__ABOUT THIS EXERCISE__. Pull from the data below each line where the word "routing" occurs, and copy it.
Segment Start: INPUT FOR THIS TASK
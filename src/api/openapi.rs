//! OpenAPI specification definition.
//!
//! Aggregates all route handlers and schemas for OpenAPI documentation generation.

use utoipa::{Modify, OpenApi};

#[derive(OpenApi)]
#[openapi(
    paths(
        // Generation
        crate::routes::generate::generate_diagram,
        // Diagrams
        crate::routes::diagrams::list_diagrams,
        crate::routes::diagrams::create_diagram,
        crate::routes::diagrams::get_diagram,
        crate::routes::diagrams::delete_diagram,
        crate::routes::diagrams::update_sharing,
        // Sharing
        crate::routes::shared::get_shared_diagram,
        // OpenAPI
        crate::routes::openapi::serve_openapi_json,
    ),
    components(schemas(
        crate::models::DiagramStyle,
        crate::models::DiagramRecord,
        crate::models::NewDiagram,
        crate::models::SharingUpdate,
        crate::models::SharedDiagramView,
        crate::models::GenerateDiagramRequest,
        crate::models::GenerateDiagramResponse,
        crate::routes::diagrams::DiagramListResponse,
        crate::routes::diagrams::ShareResponse,
    )),
    modifiers(&SecurityAddon),
    tags(
        (name = "Generation", description = "Natural-language to Mermaid diagram generation"),
        (name = "Diagrams", description = "Diagram history and sharing"),
        (name = "Sharing", description = "Public share links"),
        (name = "OpenAPI", description = "OpenAPI specification"),
    ),
    info(
        title = "Diagram Generation API",
        description = "REST API that turns architecture descriptions into Mermaid diagrams",
        version = "1.0.0",
        license(
            name = "MIT",
            url = "https://opensource.org/licenses/MIT"
        )
    ),
    servers(
        (url = "http://localhost:8081/api/v1", description = "Local development server")
    )
)]
pub struct ApiDoc;

struct SecurityAddon;

impl Modify for SecurityAddon {
    fn modify(&self, openapi: &mut utoipa::openapi::OpenApi) {
        // Keep the documented version in step with Cargo.toml
        openapi.info.version = env!("CARGO_PKG_VERSION").to_string();

        use utoipa::openapi::security::{Http, HttpAuthScheme, SecurityScheme};
        openapi
            .components
            .get_or_insert_with(utoipa::openapi::Components::new)
            .add_security_scheme(
                "bearer_auth",
                SecurityScheme::Http(Http::new(HttpAuthScheme::Bearer)),
            );
    }
}
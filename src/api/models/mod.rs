// Models module - contains diagram records, generation DTOs, and enums

pub mod diagram;
pub mod enums;
pub mod generation;

pub use diagram::{DiagramRecord, NewDiagram, SharedDiagramView, SharingUpdate};
pub use enums::{CloudProvider, DiagramStyle, Template};
pub use generation::{GenerateDiagramRequest, GenerateDiagramResponse};
//! Serves the generated OpenAPI document.

use axum::{Json, Router, routing::get};
use utoipa::OpenApi;

use super::super::openapi::ApiDoc;
use super::app_state::AppState;

pub fn openapi_router() -> Router<AppState> {
    Router::new().route("/openapi.json", get(serve_openapi_json))
}

/// GET /openapi.json
#[utoipa::path(
    get,
    path = "/openapi.json",
    tag = "OpenAPI",
    responses(
        (status = 200, description = "Routes, schemas and the bearer security scheme", body = Object)
    )
)]
pub async fn serve_openapi_json() -> Json<utoipa::openapi::OpenApi> {
    Json(ApiDoc::openapi())
}
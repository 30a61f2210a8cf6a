//! Diagram generation route.

use axum::{
    Router,
    extract::{State, rejection::JsonRejection},
    response::Json,
    routing::post,
};
use tracing::warn;

use super::app_state::AppState;
use super::error::ApiError;
use crate::models::{DiagramStyle, GenerateDiagramRequest, GenerateDiagramResponse};
use crate::services::{GenerationError, GenerationRequest};

/// Create the generation router
pub fn generate_router() -> Router<AppState> {
    Router::new().route("/generate-diagram", post(generate_diagram))
}

/// POST /generate-diagram - Turn a description into Mermaid markup
#[utoipa::path(
    post,
    path = "/generate-diagram",
    tag = "Generation",
    request_body = GenerateDiagramRequest,
    responses(
        (status = 200, description = "Diagram generated", body = GenerateDiagramResponse),
        (status = 400, description = "Prompt missing or body malformed"),
        (status = 402, description = "AI service payment required"),
        (status = 429, description = "User quota or AI service rate limit exceeded"),
        (status = 500, description = "AI service misconfigured or failed")
    )
)]
pub async fn generate_diagram(
    State(state): State<AppState>,
    payload: Result<Json<GenerateDiagramRequest>, JsonRejection>,
) -> Result<Json<GenerateDiagramResponse>, ApiError> {
    let Json(request) = payload.map_err(|e| {
        warn!("Rejected generate-diagram body: {}", e);
        ApiError::bad_request("Invalid request body")
    })?;

    let generation = GenerationRequest {
        prompt: request.prompt.unwrap_or_default(),
        style: DiagramStyle::from_tag(request.style.as_deref().unwrap_or_default()),
        user_id: request.user_id,
    };

    // Runs detached: a client disconnect does not abort the upstream call.
    let generator = state.generator.clone();
    let generated = tokio::spawn(async move { generator.generate(&generation).await })
        .await
        .map_err(|e| GenerationError::Internal(e.to_string()))??;

    Ok(Json(GenerateDiagramResponse {
        diagram: generated.diagram,
    }))
}
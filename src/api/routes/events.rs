//! WebSocket change feed for the caller's diagram history.
//!
//! Browsers cannot set headers on WebSocket upgrades, so the access token is
//! passed as a query parameter.

use axum::{
    Router,
    extract::{
        Query, State, WebSocketUpgrade,
        ws::{Message, WebSocket},
    },
    response::Response,
    routing::get,
};
use futures_util::{SinkExt, StreamExt};
use serde::Deserialize;
use tokio::sync::broadcast::error::RecvError;
use tracing::{info, warn};
use uuid::Uuid;

use super::app_state::AppState;
use super::auth_context::AuthContext;
use super::error::ApiError;

#[derive(Deserialize)]
struct EventsQuery {
    access_token: Option<String>,
}

/// Create the change feed router
pub fn events_router() -> Router<AppState> {
    Router::new().route("/diagrams/events", get(handle_websocket))
}

/// Authenticate, then upgrade.
async fn handle_websocket(
    Query(query): Query<EventsQuery>,
    ws: WebSocketUpgrade,
    State(state): State<AppState>,
) -> Result<Response, ApiError> {
    let token = query
        .access_token
        .ok_or_else(|| ApiError::unauthorized("Authorization required"))?;
    let auth = AuthContext::from_token(&state.jwt, &token)?;

    info!(user_id = %auth.user_id, "[Events] WebSocket connection request");
    Ok(ws.on_upgrade(move |socket| handle_socket(socket, auth.user_id, state)))
}

/// Forward events for `user_id` until either side goes away.
async fn handle_socket(socket: WebSocket, user_id: Uuid, state: AppState) {
    let (mut sender, mut receiver) = socket.split();
    let mut rx = state.events.subscribe();

    let mut send_task = tokio::spawn(async move {
        loop {
            let event = match rx.recv().await {
                Ok(event) => event,
                Err(RecvError::Lagged(skipped)) => {
                    warn!("[Events] Subscriber lagged, {} events dropped", skipped);
                    continue;
                }
                Err(RecvError::Closed) => break,
            };
            if event.user_id != user_id {
                continue;
            }
            let Ok(json) = serde_json::to_string(&event) else {
                continue;
            };
            if sender.send(Message::Text(json.into())).await.is_err() {
                break;
            }
        }
    });

    // Client messages are ignored; the loop only watches for close.
    let mut recv_task = tokio::spawn(async move {
        while let Some(Ok(msg)) = receiver.next().await {
            if let Message::Close(_) = msg {
                break;
            }
        }
    });

    tokio::select! {
        _ = (&mut send_task) => {
            recv_task.abort();
        }
        _ = (&mut recv_task) => {
            send_task.abort();
        }
    }

    info!(user_id = %user_id, "[Events] WebSocket disconnected");
}
//! Public share-link reader.

use axum::{
    Router,
    extract::{Path, State},
    response::Json,
    routing::get,
};
use chrono::Utc;
use tracing::info;

use super::app_state::AppState;
use super::error::ApiError;
use crate::models::SharedDiagramView;

/// Create the shared diagram router
pub fn shared_router() -> Router<AppState> {
    Router::new().route("/shared/{share_token}", get(get_shared_diagram))
}

/// GET /shared/{share_token} - Read a published diagram without authentication
///
/// Visibility is decided now: a public record whose expiration has passed is
/// reported as not found, whatever its stored flag says.
#[utoipa::path(
    get,
    path = "/shared/{share_token}",
    tag = "Sharing",
    params(("share_token" = String, Path, description = "Share token")),
    responses(
        (status = 200, description = "Shared diagram", body = SharedDiagramView),
        (status = 404, description = "Not found, not shared, or expired")
    )
)]
pub async fn get_shared_diagram(
    State(state): State<AppState>,
    Path(share_token): Path<String>,
) -> Result<Json<SharedDiagramView>, ApiError> {
    let record = state
        .store
        .find_by_share_token(&share_token)
        .await?
        .filter(|record| record.is_public)
        .ok_or_else(|| ApiError::not_found("Diagram not found or not shared"))?;

    let now = Utc::now();
    if !record.is_publicly_visible(now) {
        info!(diagram_id = %record.id, "Share link expired");
        return Err(ApiError::not_found("This share link has expired"));
    }

    Ok(Json(SharedDiagramView::from(record)))
}
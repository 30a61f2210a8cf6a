//! Prompt catalog: the static text the compiler assembles instructions from.
//!
//! Everything here is plain data. The built-in catalog comes from
//! `PromptCatalog::default()`; tests and deployments can construct their own.

use std::collections::HashMap;

use crate::models::{CloudProvider, DiagramStyle, Template};

/// One provider service and the icon the model must embed for it.
#[derive(Debug, Clone, PartialEq, Eq)]
pub struct IconEntry {
    pub service: String,
    pub url: String,
}

impl IconEntry {
    pub fn new(service: impl Into<String>, url: impl Into<String>) -> Self {
        Self {
            service: service.into(),
            url: url.into(),
        }
    }
}

/// Trigger keywords and instruction text for one template.
#[derive(Debug, Clone)]
pub struct TemplateRule {
    pub template: Template,
    /// Lower-case keywords matched as substrings of the lower-cased prompt
    pub triggers: Vec<String>,
    pub instructions: String,
}

#[derive(Debug, Clone)]
pub struct PromptCatalog {
    pub role_statement: String,
    pub colored_clause: String,
    pub hand_drawn_clause: String,
    /// Cloud style clause; `{provider}` is replaced with the provider name
    pub cloud_clause: String,
    /// Node label format required when icons are embedded
    pub icon_label_format: String,
    pub icons: HashMap<CloudProvider, Vec<IconEntry>>,
    pub syntax_rules: Vec<String>,
    pub output_directive: String,
    pub templates: Vec<TemplateRule>,
}

impl PromptCatalog {
    /// Find the first template, in `Template::PRECEDENCE` order, whose triggers
    /// occur in the prompt.
    pub fn detect_template(&self, prompt: &str) -> Option<Template> {
        let lowered = prompt.to_lowercase();
        Template::PRECEDENCE.into_iter().find(|template| {
            self.template_rule(*template).is_some_and(|rule| {
                rule.triggers
                    .iter()
                    .any(|trigger| !trigger.is_empty() && lowered.contains(trigger.as_str()))
            })
        })
    }

    pub fn template_rule(&self, template: Template) -> Option<&TemplateRule> {
        self.templates.iter().find(|rule| rule.template == template)
    }

    /// Instruction block for a template, with the provider icon table appended
    /// for cloud templates.
    pub fn template_block(&self, template: Template) -> Option<String> {
        let rule = self.template_rule(template)?;
        let mut block = rule.instructions.trim_end().to_string();
        if let Some(provider) = template.cloud_provider() {
            block.push_str("\n\n");
            block.push_str(&self.icon_section(provider));
        }
        Some(block)
    }

    pub fn icons_for(&self, provider: CloudProvider) -> &[IconEntry] {
        self.icons
            .get(&provider)
            .map(Vec::as_slice)
            .unwrap_or_default()
    }

    /// Icon URL table followed by the mandatory label format.
    pub fn icon_section(&self, provider: CloudProvider) -> String {
        let mut section = format!("{} icon URLs (use these exact URLs):\n", provider.display_name());
        for entry in self.icons_for(provider) {
            section.push_str(&format!("- {}: {}\n", entry.service, entry.url));
        }
        section.push_str("Node label format (mandatory for every service node):\n");
        section.push_str(&self.icon_label_format);
        section
    }

    /// The single style clause for `style`.
    pub fn style_clause(&self, style: DiagramStyle) -> String {
        match style.cloud_provider() {
            Some(provider) => format!(
                "{}\n\n{}",
                self.cloud_clause
                    .replace("{provider}", provider.display_name()),
                self.icon_section(provider)
            ),
            None if style == DiagramStyle::HandDrawn => self.hand_drawn_clause.clone(),
            None => self.colored_clause.clone(),
        }
    }

    pub fn syntax_rules_block(&self) -> String {
        let mut block = String::from("Syntax rules:");
        for rule in &self.syntax_rules {
            block.push_str("\n- ");
            block.push_str(rule);
        }
        block
    }
}

const ICON_BASE: &str = "https://icon.icepanel.io";

fn icon(service: &str, path: &str) -> IconEntry {
    IconEntry::new(service, format!("{ICON_BASE}/{path}"))
}

fn default_icons() -> HashMap<CloudProvider, Vec<IconEntry>> {
    let mut icons = HashMap::new();
    icons.insert(
        CloudProvider::Aws,
        vec![
            icon("EC2", "AWS/svg/Compute/EC2.svg"),
            icon("Lambda", "AWS/svg/Compute/Lambda.svg"),
            icon("S3", "AWS/svg/Storage/Simple-Storage-Service.svg"),
            icon("RDS", "AWS/svg/Database/RDS.svg"),
            icon("DynamoDB", "AWS/svg/Database/DynamoDB.svg"),
            icon("API Gateway", "AWS/svg/App-Integration/API-Gateway.svg"),
            icon("SQS", "AWS/svg/App-Integration/Simple-Queue-Service.svg"),
            icon("SNS", "AWS/svg/App-Integration/Simple-Notification-Service.svg"),
            icon("CloudFront", "AWS/svg/Networking-Content-Delivery/CloudFront.svg"),
            icon("VPC", "AWS/svg/Networking-Content-Delivery/Virtual-Private-Cloud.svg"),
            icon("Elastic Load Balancing", "AWS/svg/Networking-Content-Delivery/Elastic-Load-Balancing.svg"),
        ],
    );
    icons.insert(
        CloudProvider::Azure,
        vec![
            icon("Virtual Machine", "Azure/svg/Compute/Virtual-Machine.svg"),
            icon("Function Apps", "Azure/svg/Compute/Function-Apps.svg"),
            icon("App Service", "Azure/svg/Web/App-Services.svg"),
            icon("Cosmos DB", "Azure/svg/Databases/Azure-Cosmos-DB.svg"),
            icon("SQL Database", "Azure/svg/Databases/SQL-Database.svg"),
            icon("Storage Account", "Azure/svg/Storage/Storage-Accounts.svg"),
            icon("AKS", "Azure/svg/Containers/Kubernetes-Services.svg"),
            icon("API Management", "Azure/svg/Integration/API-Management-Services.svg"),
            icon("Front Door", "Azure/svg/Networking/Front-Door-and-CDN-Profiles.svg"),
        ],
    );
    icons.insert(
        CloudProvider::Gcp,
        vec![
            icon("Compute Engine", "GCP/svg/Compute-Engine.svg"),
            icon("Cloud Run", "GCP/svg/Cloud-Run.svg"),
            icon("Cloud Functions", "GCP/svg/Cloud-Functions.svg"),
            icon("Cloud Storage", "GCP/svg/Cloud-Storage.svg"),
            icon("Cloud SQL", "GCP/svg/Cloud-SQL.svg"),
            icon("BigQuery", "GCP/svg/BigQuery.svg"),
            icon("GKE", "GCP/svg/Google-Kubernetes-Engine.svg"),
            icon("Pub/Sub", "GCP/svg/Pub-Sub.svg"),
            icon("Cloud Load Balancing", "GCP/svg/Cloud-Load-Balancing.svg"),
        ],
    );
    icons
}

fn rule(template: Template, instructions: &str) -> TemplateRule {
    TemplateRule {
        template,
        triggers: template
            .default_triggers()
            .iter()
            .map(|trigger| trigger.to_string())
            .collect(),
        instructions: instructions.to_string(),
    }
}

fn default_templates() -> Vec<TemplateRule> {
    vec![
        rule(
            Template::Kubernetes,
            r#"Template: Kubernetes cluster architecture.
Use `graph TD` with one subgraph per namespace.
Show the Ingress controller as the entry point, then Services, Deployments and Pods.
Draw ConfigMaps, Secrets and PersistentVolumeClaims attached to the workloads that mount them.
Label traffic edges with the protocol and port, for example HTTP 443."#,
        ),
        rule(
            Template::Aws,
            r#"Template: AWS cloud architecture.
Use `graph TD` with a subgraph for the VPC and nested subgraphs for public and private subnets.
Place edge services such as CloudFront and API Gateway outside the VPC.
Put compute (EC2, Lambda) in the subnets and data stores (RDS, DynamoDB, S3) next to the services that use them."#,
        ),
        rule(
            Template::Azure,
            r#"Template: Azure cloud architecture.
Use `graph TD` with a subgraph per resource group.
Show Front Door or API Management as the entry point, then App Service, Function Apps or Virtual Machines.
Connect data services such as Cosmos DB, SQL Database and Storage Accounts to their consumers."#,
        ),
        rule(
            Template::Gcp,
            r#"Template: Google Cloud architecture.
Use `graph TD` with a subgraph per project or VPC network.
Show Cloud Load Balancing as the entry point, then Cloud Run, GKE or Compute Engine.
Connect Cloud SQL, Cloud Storage, BigQuery and Pub/Sub to the services that use them."#,
        ),
        rule(
            Template::Microservices,
            r#"Template: microservices architecture.
Use `graph LR`. Start with clients, then the API gateway, then one node per service.
Give every service its own database node.
Draw asynchronous messaging through a message broker node with dotted arrows."#,
        ),
        rule(
            Template::CiCd,
            r#"Template: CI/CD pipeline.
Use `graph LR` with one node per stage: source, build, test, security scan, artifact registry, deploy to staging, approval, deploy to production.
Show failure paths back to the developer with dotted arrows."#,
        ),
    ]
}

impl Default for PromptCatalog {
    fn default() -> Self {
        Self {
            role_statement: "You are an expert diagram generator. You turn architecture descriptions into diagrams using Mermaid syntax. Produce clear, well-structured diagrams with correct relationships between components, and pick the Mermaid diagram type (flowchart, sequence, class, ER, gantt) that fits the request.".to_string(),
            colored_clause: "Style: use clear, colored boxes and connectors. Group related components in subgraphs and use classDef to give each group a distinct fill color.".to_string(),
            hand_drawn_clause: "Style: use a hand-drawn, sketch-like notation. Start the diagram with the init directive %%{init: {'look': 'handDrawn'}}%% and keep shapes simple.".to_string(),
            cloud_clause: "Style: {provider} architecture with official service icons. Every cloud service node must embed its icon using the exact URL from the table below; do not invent or shorten URLs.".to_string(),
            icon_label_format: "ServiceId[\"<img src='ICON_URL' width='40' height='40' /><br/>Service Name\"]".to_string(),
            icons: default_icons(),
            syntax_rules: vec![
                "Edge labels use the form A -->|label| B.".to_string(),
                "Never put parentheses inside edge labels.".to_string(),
                "Do not use special punctuation such as quotes, colons, semicolons, braces or pipes inside edge labels.".to_string(),
                "Node IDs must be alphanumeric without spaces.".to_string(),
                "Wrap node text containing special characters in double quotes.".to_string(),
            ],
            output_directive: "Output format: respond with the Mermaid diagram code only. No explanations, no markdown headings, no text before or after the diagram.".to_string(),
            templates: default_templates(),
        }
    }
}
Segment End: INPUT FOR THIS TASK
__TASK SOLUTION__.
use axum::{Json, Router, routing::get};
    routing::post,
    routing::get,
    routing::get,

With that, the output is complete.